Paläontologie. - Die Fortschritte in der Genetik bescheren Paläontologen viel Arbeit, denn dadurch lassen sich Verwandtschaftsgrade höchst exakt bestimmen. Ein Beispiel dafür ist etwa eine neue Arbeit über heutige Elefanten und ihre berühmten Ahnen, die Mammuts.

Arndt Reuning im Gespräch mit Michael Hofreiter |
    Michael Hofreiter: "Wir haben das gesamte mitochondriale Genom des Wollmammuts sequenziert und mit dessen Hilfe die Verwandtschaftsverhältnisse zwischen Wollmammut, afrikanischen und asiatischen Elefanten untersucht. Dabei fanden wir, dass das Mammut näher mit dem asiatischen Elefanten verwandt ist."

    Reuning: Welche Bedeutung hat diese Entdeckung?

    Hofreiter: "Diese Entdeckung allein hat Bedeutung für das Verständnis der Artentstehung des Mammuts. In bestimmten Merkmalen ähnelt das Wollmammut mehr dem asiatischen Elefanten, in anderen wiederum mehr dem afrikanischen Elefanten. Evolutionsbiologen wollen wissen, ob solche Merkmale parallel entstanden sind, ob sie urtümlich sind oder ob sie aufgrund eines gemeinsamen Vorfahren entstanden sind. Wir können jetzt sagen, Merkmale, die asiatische Elefanten mit dem Mammut teilen, können aufgrund eines gemeinsamen Vorfahren der beiden Arten entstanden sein, während Merkmale, die das Wollmammut mit dem afrikanischen Elefanten teilt, in jedem Fall parallel entstanden oder urtümlich sind. Solche Dinge sind einfach wichtig, um das Entstehen von Morphologie oder die Veränderung von Aussehen zu beurteilen."

    Reuning: Bei der Rekonstruktion dieses Erbmaterials haben Sie auf eine ganz besondere DNS zurückgegriffen, nämlich jene in Mitochondrien, den Kraftwerken in Zellen. Warum diese Art von DNS?
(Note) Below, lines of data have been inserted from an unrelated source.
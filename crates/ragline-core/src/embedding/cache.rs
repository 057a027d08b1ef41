//! Content-addressed embedding cache with optional LRU bound.
//!
//! Keys are the SHA-256 of `model ‖ 0x00 ‖ text`, so the same text embedded
//! by two different models never collides. With no capacity the cache grows
//! without bound; with a capacity, inserting past it evicts the least
//! recently used entry (a `get` hit counts as a use).
//!
//! Recency is tracked with a monotonically increasing tick per entry and a
//! `BTreeMap<tick, key>` ordered index, so both touch and evict are
//! `O(log n)`.

use std::collections::{BTreeMap, HashMap};
use std::sync::atomic::{AtomicU64, Ordering};

use parking_lot::Mutex;
use serde::Serialize;
use sha2::{Digest, Sha256};
use tracing::debug;

/// Cache key for `text` embedded by `model`.
pub fn cache_key(model: &str, text: &str) -> String {
    let mut hasher = Sha256::new();
    hasher.update(model.as_bytes());
    hasher.update([0u8]);
    hasher.update(text.as_bytes());
    format!("{:x}", hasher.finalize())
}

/// Point-in-time cache counters.
#[derive(Debug, Clone, Copy, Default, PartialEq, Eq, Serialize)]
pub struct CacheStats {
    pub len: usize,
    pub capacity: Option<usize>,
    pub hits: u64,
    pub misses: u64,
    pub evictions: u64,
}

struct Slot {
    vector: Vec<f32>,
    tick: u64,
}

#[derive(Default)]
struct CacheState {
    entries: HashMap<String, Slot>,
    recency: BTreeMap<u64, String>,
    tick: u64,
}

impl CacheState {
    fn next_tick(&mut self) -> u64 {
        self.tick += 1;
        self.tick
    }
}

/// Thread-safe memo of embedding vectors.
pub struct EmbeddingCache {
    capacity: Option<usize>,
    state: Mutex<CacheState>,
    hits: AtomicU64,
    misses: AtomicU64,
    evictions: AtomicU64,
}

impl Default for EmbeddingCache {
    fn default() -> Self {
        Self::unbounded()
    }
}

impl EmbeddingCache {
    /// A cache that never evicts.
    pub fn unbounded() -> Self {
        Self::with_capacity(None)
    }

    /// A cache holding at most `capacity` vectors (`None` = unbounded).
    /// A capacity of zero disables caching entirely.
    pub fn with_capacity(capacity: Option<usize>) -> Self {
        Self {
            capacity,
            state: Mutex::new(CacheState::default()),
            hits: AtomicU64::new(0),
            misses: AtomicU64::new(0),
            evictions: AtomicU64::new(0),
        }
    }

    pub fn capacity(&self) -> Option<usize> {
        self.capacity
    }

    /// Look up the vector for `text` under `model`, marking it recently used.
    pub fn get(&self, model: &str, text: &str) -> Option<Vec<f32>> {
        let key = cache_key(model, text);
        let mut state = self.state.lock();
        let tick = state.next_tick();

        let found = match state.entries.get_mut(&key) {
            Some(slot) => {
                let old = slot.tick;
                slot.tick = tick;
                Some((old, slot.vector.clone()))
            }
            None => None,
        };

        match found {
            Some((old, vector)) => {
                state.recency.remove(&old);
                state.recency.insert(tick, key);
                self.hits.fetch_add(1, Ordering::Relaxed);
                Some(vector)
            }
            None => {
                self.misses.fetch_add(1, Ordering::Relaxed);
                None
            }
        }
    }

    /// Store `vector` for `text` under `model`, evicting the least recently
    /// used entry if the cache is full.
    pub fn insert(&self, model: &str, text: &str, vector: Vec<f32>) {
        if self.capacity == Some(0) {
            return;
        }
        let key = cache_key(model, text);
        let mut state = self.state.lock();
        let tick = state.next_tick();

        if let Some(old) = state.entries.insert(key.clone(), Slot { vector, tick }) {
            state.recency.remove(&old.tick);
        }
        state.recency.insert(tick, key);

        if let Some(cap) = self.capacity {
            while state.entries.len() > cap {
                let Some((_, victim)) = state.recency.pop_first() else {
                    break;
                };
                state.entries.remove(&victim);
                self.evictions.fetch_add(1, Ordering::Relaxed);
                debug!(key = %victim, "Evicted embedding from cache");
            }
        }
    }

    pub fn contains(&self, model: &str, text: &str) -> bool {
        self.state
            .lock()
            .entries
            .contains_key(&cache_key(model, text))
    }

    pub fn len(&self) -> usize {
        self.state.lock().entries.len()
    }

    pub fn is_empty(&self) -> bool {
        self.len() == 0
    }

    pub fn clear(&self) {
        let mut state = self.state.lock();
        state.entries.clear();
        state.recency.clear();
    }

    pub fn stats(&self) -> CacheStats {
        CacheStats {
            len: self.len(),
            capacity: self.capacity,
            hits: self.hits.load(Ordering::Relaxed),
            misses: self.misses.load(Ordering::Relaxed),
            evictions: self.evictions.load(Ordering::Relaxed),
        }
    }
}

#[cfg(test)]
mod tests {
    use super::*;

    #[test]
    fn test_hit_and_miss() {
        let cache = EmbeddingCache::unbounded();
        assert!(cache.get("m", "hello").is_none());
        cache.insert("m", "hello", vec![1.0, 2.0]);
        assert_eq!(cache.get("m", "hello"), Some(vec![1.0, 2.0]));

        let stats = cache.stats();
        assert_eq!(stats.hits, 1);
        assert_eq!(stats.misses, 1);
        assert_eq!(stats.len, 1);
    }

    #[test]
    fn test_model_identity_is_part_of_key() {
        let cache = EmbeddingCache::unbounded();
        cache.insert("model-a", "hello", vec![1.0]);
        assert!(cache.get("model-b", "hello").is_none());
        assert_ne!(cache_key("model-a", "hello"), cache_key("model-b", "hello"));
    }

    #[test]
    fn test_lru_eviction_order() {
        let cache = EmbeddingCache::with_capacity(Some(2));
        cache.insert("m", "a", vec![1.0]);
        cache.insert("m", "b", vec![2.0]);
        // Touch "a" so "b" becomes least recently used.
        assert!(cache.get("m", "a").is_some());
        cache.insert("m", "c", vec![3.0]);

        assert_eq!(cache.len(), 2);
        assert!(cache.contains("m", "a"));
        assert!(!cache.contains("m", "b"));
        assert!(cache.contains("m", "c"));
        assert_eq!(cache.stats().evictions, 1);
    }

    #[test]
    fn test_capacity_bound_holds() {
        let cache = EmbeddingCache::with_capacity(Some(10));
        for i in 0..100 {
            cache.insert("m", &format!("text {}", i), vec![i as f32]);
            assert!(cache.len() <= 10);
        }
        assert_eq!(cache.stats().evictions, 90);
        assert!(cache.contains("m", "text 99"));
        assert!(!cache.contains("m", "text 0"));
    }

    #[test]
    fn test_reinsert_does_not_grow() {
        let cache = EmbeddingCache::with_capacity(Some(3));
        cache.insert("m", "a", vec![1.0]);
        cache.insert("m", "a", vec![1.5]);
        assert_eq!(cache.len(), 1);
        assert_eq!(cache.get("m", "a"), Some(vec![1.5]));
    }

    #[test]
    fn test_zero_capacity_disables_caching() {
        let cache = EmbeddingCache::with_capacity(Some(0));
        cache.insert("m", "a", vec![1.0]);
        assert!(cache.is_empty());
    }
}
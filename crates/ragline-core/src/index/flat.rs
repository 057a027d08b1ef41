//! Exact linear-scan search.
//!
//! Scores every live slot against the query and keeps the best `k`. This is
//! the reference the HNSW graph is measured against and the fallback when
//! the graph walk comes back short.

use std::cmp::Ordering;

use super::{Metric, Slot};

/// Best-first order: score descending, then insertion order.
pub(crate) fn rank_order(a: &(usize, f32, u64), b: &(usize, f32, u64)) -> Ordering {
    b.1.total_cmp(&a.1).then_with(|| a.2.cmp(&b.2))
}

/// Exact top-`k` live slots as `(slot, score)`, best first.
pub(crate) fn scan(
    slots: &[Slot],
    query: &[f32],
    query_norm: f32,
    k: usize,
    metric: Metric,
) -> Vec<(usize, f32)> {
    if k == 0 {
        return Vec::new();
    }

    let mut scored: Vec<(usize, f32, u64)> = slots
        .iter()
        .enumerate()
        .filter(|(_, s)| s.live)
        .map(|(i, s)| {
            let score = metric.score_with_norms(&s.entry.vector.values, s.norm, query, query_norm);
            (i, score, s.seq)
        })
        .collect();

    if scored.len() > k {
        scored.select_nth_unstable_by(k - 1, rank_order);
        scored.truncate(k);
    }
    scored.sort_by(rank_order);
    scored.into_iter().map(|(i, score, _)| (i, score)).collect()
}
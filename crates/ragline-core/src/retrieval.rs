//! Query-time retrieval: embed, search, filter, rank.
//!
//! # Pipeline
//!
//! ```text
//! query ──▶ trim / validate
//!       ──▶ embed (cache-backed)
//!       ──▶ VectorIndex::search(k × oversample)
//!       ──▶ drop score < threshold
//!       ──▶ cap hits per document
//!       ──▶ order (score desc, then tie-break)
//!       ──▶ truncate to k, assign 1-based ranks
//! ```
//!
//! Oversampling leaves headroom for the threshold and per-document filters,
//! so they can remove candidates without starving the final list. When the
//! filters still leave fewer than `k` results, what remains is returned as
//! is; it is never padded.

use std::cmp::Ordering;
use std::collections::HashMap;
use std::sync::Arc;

use serde::{Deserialize, Serialize};
use tracing::debug;

use crate::embedding::CachedEmbedder;
use crate::error::{RagError, Result};
use crate::index::{SearchHit, VectorIndex};
use crate::models::RetrievalResult;

/// How to order results with equal scores.
#[derive(Debug, Clone, Copy, Default, PartialEq, Eq, Serialize, Deserialize)]
#[serde(rename_all = "lowercase")]
pub enum TieBreak {
    /// Earlier-inserted entries first.
    #[default]
    Insertion,
    /// Document id, then start offset.
    Document,
}

/// Tunables for [`RetrievalPipeline`].
#[derive(Debug, Clone, PartialEq)]
pub struct RetrievalParams {
    pub top_k: usize,
    pub score_threshold: Option<f32>,
    /// Candidates requested from the index = `k × oversample_factor`.
    pub oversample_factor: usize,
    /// At most this many chunks per document (`None` = unbounded).
    pub max_per_document: Option<usize>,
    pub tie_break: TieBreak,
}

impl Default for RetrievalParams {
    fn default() -> Self {
        Self {
            top_k: 5,
            score_threshold: None,
            oversample_factor: 3,
            max_per_document: None,
            tie_break: TieBreak::Insertion,
        }
    }
}

impl RetrievalParams {
    pub fn validate(&self) -> Result<()> {
        if self.top_k == 0 {
            return Err(RagError::config("retrieval top_k must be > 0"));
        }
        if self.oversample_factor == 0 {
            return Err(RagError::config("retrieval oversample_factor must be >= 1"));
        }
        if self.max_per_document == Some(0) {
            return Err(RagError::config("retrieval max_per_document must be > 0"));
        }
        if let Some(t) = self.score_threshold {
            if !t.is_finite() {
                return Err(RagError::config("retrieval score_threshold must be finite"));
            }
        }
        Ok(())
    }
}

/// Embeds queries and turns index hits into ranked [`RetrievalResult`]s.
#[derive(Clone)]
pub struct RetrievalPipeline {
    embedder: Arc<CachedEmbedder>,
    index: Arc<VectorIndex>,
    params: RetrievalParams,
}

impl RetrievalPipeline {
    pub fn new(
        embedder: Arc<CachedEmbedder>,
        index: Arc<VectorIndex>,
        params: RetrievalParams,
    ) -> Result<Self> {
        params.validate()?;
        Ok(Self {
            embedder,
            index,
            params,
        })
    }

    pub fn params(&self) -> &RetrievalParams {
        &self.params
    }

    pub fn index(&self) -> &Arc<VectorIndex> {
        &self.index
    }

    /// Retrieve with the configured `top_k` and threshold.
    pub async fn retrieve_default(&self, query: &str) -> Result<Vec<RetrievalResult>> {
        self.retrieve(query, self.params.top_k, self.params.score_threshold)
            .await
    }

    /// Retrieve up to `k` chunks scoring at least `score_threshold`.
    ///
    /// # Errors
    ///
    /// - [`RagError::InvalidQuery`] for a blank query.
    /// - [`RagError::Config`] for `k == 0`.
    /// - Embedding failures after retries.
    pub async fn retrieve(
        &self,
        query: &str,
        k: usize,
        score_threshold: Option<f32>,
    ) -> Result<Vec<RetrievalResult>> {
        let query = query.trim();
        if query.is_empty() {
            return Err(RagError::InvalidQuery("query is empty".to_string()));
        }
        if k == 0 {
            return Err(RagError::config("k must be > 0"));
        }

        if self.index.is_empty() {
            debug!("Index is empty, skipping query embedding");
            return Ok(Vec::new());
        }

        let vector = self.embedder.embed_one(query).await?;
        let candidates = k.saturating_mul(self.params.oversample_factor);
        let hits = self.index.search(&vector.values, candidates)?;
        let found = hits.len();

        let ranked = rank(hits, k, score_threshold, &self.params);
        debug!(
            k,
            candidates,
            found,
            returned = ranked.len(),
            "Retrieval complete"
        );
        Ok(ranked)
    }
}

/// Filter, cap, order and truncate index hits.
fn rank(
    hits: Vec<SearchHit>,
    k: usize,
    score_threshold: Option<f32>,
    params: &RetrievalParams,
) -> Vec<RetrievalResult> {
    let mut per_doc: HashMap<String, usize> = HashMap::new();

    let mut kept: Vec<SearchHit> = hits
        .into_iter()
        .filter(|h| score_threshold.map_or(true, |t| h.score >= t))
        .filter(|h| match params.max_per_document {
            None => true,
            Some(cap) => {
                let n = per_doc
                    .entry(h.entry.meta.document_id.clone())
                    .or_insert(0);
                *n += 1;
                *n <= cap
            }
        })
        .collect();

    kept.sort_by(|a, b| compare(a, b, params.tie_break));
    kept.truncate(k);

    kept.into_iter()
        .enumerate()
        .map(|(i, h)| RetrievalResult {
            rank: i + 1,
            score: h.score,
            chunk_id: h.entry.chunk_id.clone(),
            document_id: h.entry.meta.document_id.clone(),
            source: h.entry.meta.source.clone(),
            chunk_index: h.entry.meta.chunk_index,
            start: h.entry.meta.start,
            end: h.entry.meta.end,
            text: h.entry.meta.text.clone(),
        })
        .collect()
}

fn compare(a: &SearchHit, b: &SearchHit, tie_break: TieBreak) -> Ordering {
    b.score.total_cmp(&a.score).then_with(|| match tie_break {
        TieBreak::Insertion => a.insertion_seq.cmp(&b.insertion_seq),
        TieBreak::Document => a
            .entry
            .meta
            .document_id
            .cmp(&b.entry.meta.document_id)
            .then(a.entry.meta.start.cmp(&b.entry.meta.start)),
    })
}
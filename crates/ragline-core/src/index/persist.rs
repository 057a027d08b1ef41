//! Binary index file codec.
//!
//! # Layout (little-endian)
//!
//! ```text
//! "RGLX" | version u16 | metric u8 | kind u8 | dimension u32
//! model  u16 len + bytes
//! count  u64
//! sha256 [u8; 32] over the header above plus every record below
//! count × record:
//!     chunk_id u16+bytes | doc_id u16+bytes | source u16+bytes
//!     chunk_index u32 | start u64 | end u64 | text u32+bytes
//!     dimension × f32
//! ```
//!
//! The checksum covers the header fields as well as the records, so a
//! damaged metric, kind, dimension, model or count byte is caught before
//! the file is interpreted. Every decoding failure (bad magic, unknown
//! version, checksum mismatch, short read, record count disagreement) maps
//! to [`RagError::IndexCorrupt`].

use sha2::{Digest, Sha256};

use super::{IndexKind, Metric};
use crate::embedding::vec_to_bytes;
use crate::error::{RagError, Result};
use crate::models::{ChunkMeta, EmbeddingVector, IndexEntry};

pub(crate) const MAGIC: &[u8; 4] = b"RGLX";
pub(crate) const VERSION: u16 = 1;

/// Everything needed to rebuild an index.
#[derive(Debug)]
pub(crate) struct Snapshot {
    pub metric: Metric,
    pub kind: IndexKind,
    pub dimension: usize,
    pub model: String,
    pub entries: Vec<IndexEntry>,
}

pub(crate) fn encode<'a>(
    metric: Metric,
    kind: IndexKind,
    dimension: usize,
    model: &str,
    entries: impl ExactSizeIterator<Item = &'a IndexEntry>,
) -> Result<Vec<u8>> {
    let count = entries.len() as u64;

    let mut payload = Vec::new();
    for entry in entries {
        put_str16(&mut payload, &entry.chunk_id)?;
        put_str16(&mut payload, &entry.meta.document_id)?;
        put_str16(&mut payload, &entry.meta.source)?;
        payload.extend_from_slice(&entry.meta.chunk_index.to_le_bytes());
        payload.extend_from_slice(&(entry.meta.start as u64).to_le_bytes());
        payload.extend_from_slice(&(entry.meta.end as u64).to_le_bytes());
        let text = entry.meta.text.as_bytes();
        let text_len = u32::try_from(text.len())
            .map_err(|_| RagError::config("chunk text too large to persist"))?;
        payload.extend_from_slice(&text_len.to_le_bytes());
        payload.extend_from_slice(text);
        payload.extend_from_slice(&vec_to_bytes(&entry.vector.values));
    }

    let dim = u32::try_from(dimension).map_err(|_| RagError::config("dimension too large"))?;

    let mut out = Vec::with_capacity(64 + model.len() + payload.len());
    out.extend_from_slice(MAGIC);
    out.extend_from_slice(&VERSION.to_le_bytes());
    out.push(metric.code());
    out.push(kind.code());
    out.extend_from_slice(&dim.to_le_bytes());
    put_str16(&mut out, model)?;
    out.extend_from_slice(&count.to_le_bytes());
    let checksum = digest(&out, &payload);
    out.extend_from_slice(&checksum);
    out.extend_from_slice(&payload);
    Ok(out)
}

fn digest(header: &[u8], payload: &[u8]) -> [u8; 32] {
    let mut hasher = Sha256::new();
    hasher.update(header);
    hasher.update(payload);
    hasher.finalize().into()
}

pub(crate) fn decode(bytes: &[u8]) -> Result<Snapshot> {
    let mut r = Reader::new(bytes);

    if r.take(4)? != MAGIC {
        return Err(RagError::corrupt("bad magic (not a ragline index file)"));
    }
    let version = r.u16()?;
    if version != VERSION {
        return Err(RagError::corrupt(format!("unsupported version {}", version)));
    }
    let metric = Metric::from_code(r.u8()?)
        .ok_or_else(|| RagError::corrupt("unknown metric code"))?;
    let kind = IndexKind::from_code(r.u8()?)
        .ok_or_else(|| RagError::corrupt("unknown index kind code"))?;
    let dimension = r.u32()? as usize;
    let model = r.str16()?;
    let count = r.u64()?;
    let header = &bytes[..r.pos];
    let checksum = r.take(32)?;

    let payload = r.rest();
    if digest(header, payload).as_slice() != checksum {
        return Err(RagError::corrupt("checksum mismatch"));
    }

    let mut p = Reader::new(payload);
    let mut entries = Vec::new();
    while !p.is_empty() {
        let chunk_id = p.str16()?;
        let document_id = p.str16()?;
        let source = p.str16()?;
        let chunk_index = p.u32()?;
        let start = p.u64()? as usize;
        let end = p.u64()? as usize;
        let text_len = p.u32()? as usize;
        let text = utf8(p.take(text_len)?)?;
        let values = (0..dimension)
            .map(|_| p.f32())
            .collect::<Result<Vec<f32>>>()?;

        entries.push(IndexEntry {
            chunk_id,
            vector: EmbeddingVector::new(model.clone(), values),
            meta: ChunkMeta {
                document_id,
                source,
                chunk_index,
                start,
                end,
                text,
            },
        });
    }

    if entries.len() as u64 != count {
        return Err(RagError::corrupt(format!(
            "header declares {} entries but {} records were found",
            count,
            entries.len()
        )));
    }

    Ok(Snapshot {
        metric,
        kind,
        dimension,
        model,
        entries,
    })
}

fn put_str16(out: &mut Vec<u8>, s: &str) -> Result<()> {
    let len = u16::try_from(s.len())
        .map_err(|_| RagError::config(format!("string too long to persist ({} bytes)", s.len())))?;
    out.extend_from_slice(&len.to_le_bytes());
    out.extend_from_slice(s.as_bytes());
    Ok(())
}

fn utf8(bytes: &[u8]) -> Result<String> {
    String::from_utf8(bytes.to_vec()).map_err(|_| RagError::corrupt("invalid UTF-8 in record"))
}

struct Reader<'a> {
    buf: &'a [u8],
    pos: usize,
}

impl<'a> Reader<'a> {
    fn new(buf: &'a [u8]) -> Self {
        Self { buf, pos: 0 }
    }

    fn is_empty(&self) -> bool {
        self.pos >= self.buf.len()
    }

    fn rest(&mut self) -> &'a [u8] {
        let rest = &self.buf[self.pos..];
        self.pos = self.buf.len();
        rest
    }

    fn take(&mut self, n: usize) -> Result<&'a [u8]> {
        let end = self
            .pos
            .checked_add(n)
            .filter(|&end| end <= self.buf.len())
            .ok_or_else(|| RagError::corrupt("unexpected end of file"))?;
        let slice = &self.buf[self.pos..end];
        self.pos = end;
        Ok(slice)
    }

    fn array<const N: usize>(&mut self) -> Result<[u8; N]> {
        let mut arr = [0u8; N];
        arr.copy_from_slice(self.take(N)?);
        Ok(arr)
    }

    fn u8(&mut self) -> Result<u8> {
        Ok(self.take(1)?[0])
    }

    fn u16(&mut self) -> Result<u16> {
        Ok(u16::from_le_bytes(self.array()?))
    }

    fn u32(&mut self) -> Result<u32> {
        Ok(u32::from_le_bytes(self.array()?))
    }

    fn u64(&mut self) -> Result<u64> {
        Ok(u64::from_le_bytes(self.array()?))
    }

    fn f32(&mut self) -> Result<f32> {
        Ok(f32::from_le_bytes(self.array()?))
    }

    fn str16(&mut self) -> Result<String> {
        let len = self.u16()? as usize;
        utf8(self.take(len)?)
    }
}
    Hofreiter: "Diese Art von DNS wird ganz häufig bei Alter-DNS-Forschung verwendet, weil sie in viel größerer Kopienzahl in der Zelle vorliegt und man eine höhere Chance hat, überhaupt ein bisschen etwas aus einem alten Knochen zu bekommen. Der zweite Grund ist, dass sie relativ schnell evoliert und von daher sehr praktisch ist, um jüngere stammesgeschichtliche Ereignisse zu untersuchen. Mammut und die beiden Elefantenarten haben sich erst vor ungefähr sechs Millionen Jahren getrennt."

    Reuning: Sie haben die DNS aus Knochen isoliert. Hat man denn beim Mammut denn nicht vielleicht noch Haut- oder Fellreste oder etwa Fleisch, das im Eis konserviert wurde?

    Hofreiter: "Es gibt diese Funde - sowohl Fellreste, als auch Muskelgewebe. Aber es ist so, dass zwar in diesem Gewebe beim lebenden Tier mehr DNS vorhanden ist, aber sich die DNS im Laufe der Jahrtausende schneller zersetzt. Das heißt, in fossilen Proben ist letztlich mehr DNS in den Knochen enthalten."

    Reuning: Jetzt arbeiten Sie am Max-Planck-Institut für Evolutionäre Anthropologie. Was haben denn Mammut und Elefant mit dem Menschen zu tun?

    Hofreiter: "Direkt mit dem Menschen haben Elefanten natürlich relativ wenig zu tun, außer dass Mensch und Elefant Säugetiere sind. Aber wir arbeiten hier generell auch immer wieder mit Tieren, einerseits um Techniken zu entwickeln. Zum anderen interessiert uns natürlich auch das ganze Umfeld, in dem menschliche Evolution stattgefunden hat. Ein Teil der menschlichen Evolution hat auch während der Eiszeit stattgefunden. Der Neandertaler kam während der Eiszeit in Europa vor. Deswegen arbeiten wir auch mit Tieren, um so den ganzen Zusammenhang zu verstehen."

    Reuning: Also quasi als Fingerübung, um vielleicht einmal Aussagen machen zu können über das Verwandtschaftsverhältnis zwischen Neandertaler und dem heutigen Menschen?

    Hofreiter: "Ja, bis zu einem bestimmten Punkt, wobei man natürlich sagen muss, das Verwandtschaftsverhältnis zwischen Homo sapiens und Neandertaler ist bis zu einem gewissen Grad ja bereits untersucht. Es gibt kürzere mitochondriale Sequenzen. Aber es ist schon auch so eine Fingerübung, denn mit längeren Sequenzen könnte man viel besser datieren, wann eigentlich diese Aufspaltung zwischen Mensch und Neandertaler stattgefunden hat."